Want to turn a healthy child into a depressed and overweight youngster? Easy. Expose him to commercials. That’s the conclusion of a growing body of research, according to psychologist Yosef Brody, writing in the November 2010 issue of Z Magazine.

American children are increasingly the targets of commercial media: In this country, Z reports, “expenditures on marketing to children skyrocketed from $2 billion in 1999 to $15 billion in 2004.” And marketers aren’t just hawking breakfast cereal and video games. Adult purchases of big-ticket items like cars and vacations increasingly are influenced by children’s desires.

Brody cites the research of Juliet Schor, a professor of sociology at Boston College and the author of Born to Buy: The Commercialized Child and the New Consumer Culture. Schor discovered that as healthy children are exposed to commercial media messages, their mental health declines, while emotionally disturbed children who are weaned from a commercial diet generally enjoy an improved outlook.

This is hardly breaking news, of course. In 2006 the journal of the American Academy of Pediatrics published a policy statement denouncing advertising aimed at youth, citing its contribution to obesity, poor nutrition, and cigarette and alcohol use. And it’s long been established that children under the age of 6 simply can’t distinguish between advertising and other forms of media.
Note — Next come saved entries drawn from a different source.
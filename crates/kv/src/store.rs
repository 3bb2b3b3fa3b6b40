//! The store contract.

use async_trait::async_trait;
use serde_json::Value;

use crate::atomic::{AtomicOp, CommitResult};
use crate::error::KvError;
use crate::key::KvKey;

/// A stored entry: key, JSON value, and the commit version that wrote it.
///
/// Versions come from a per-store counter that increases with every
/// committed write, so they double as compare-and-set stamps.
#[derive(Debug, Clone)]
pub struct KvEntry {
    pub key: KvKey,
    pub value: Value,
    pub version: u64,
}

/// Uniform get/set/delete/list plus atomic compare-and-set over an
/// ordered-key store.
///
/// There is no TTL and no secondary indexing; all queries are prefix
/// scans in structural key order. `list` is finite and restartable --
/// re-issuing the same scan observes the then-current state.
#[async_trait]
pub trait KvStore: Send + Sync {
    /// Fetch a single entry, or `None` when the key is absent.
    async fn get(&self, key: &KvKey) -> Result<Option<KvEntry>, KvError>;

    /// Write `value` at `key`, returning the new entry version.
    async fn set(&self, key: &KvKey, value: Value) -> Result<u64, KvError>;

    /// Remove `key`. Deleting an absent key is a no-op.
    async fn delete(&self, key: &KvKey) -> Result<(), KvError>;

    /// All entries whose key strictly extends `prefix`, in key order,
    /// capped at `limit` when given.
    async fn list(&self, prefix: &KvKey, limit: Option<usize>) -> Result<Vec<KvEntry>, KvError>;

    /// Evaluate checks and apply mutations atomically.
    async fn atomic(&self, op: AtomicOp) -> Result<CommitResult, KvError>;
}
As far back as the 1970s, according to the academy report, the U.S. Federal Trade Commission deemed it “unfair and deceptive” to advertise to these age groups.
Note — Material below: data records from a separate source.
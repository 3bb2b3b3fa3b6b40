//! Route definition for the SSE stream.

use axum::routing::get;
use axum::Router;

use crate::handlers::events;
use crate::state::AppState;

/// `/events` -- long-lived SSE response.
pub fn router() -> Router<AppState> {
    Router::new().route("/events", get(events::events_stream))
}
Such data already have resulted in media regulation in Sweden, which bans all television advertising aimed at children under 12, and other countries. The United States lags far behind in protecting its kids from harmful media. In 1990 Congress limited the number of minutes that can be devoted to television commercials to 12 per hour on weekdays and 10.5 on weekends.

According to Brody, limited regulation isn’t nearly enough–especially when new media like the Internet are taken into consideration. Given the alarming decline in mental and physical health among children in the United States, Brody writes, parents should be lobbying for stricter regulation and improved media literacy campaigns in schools.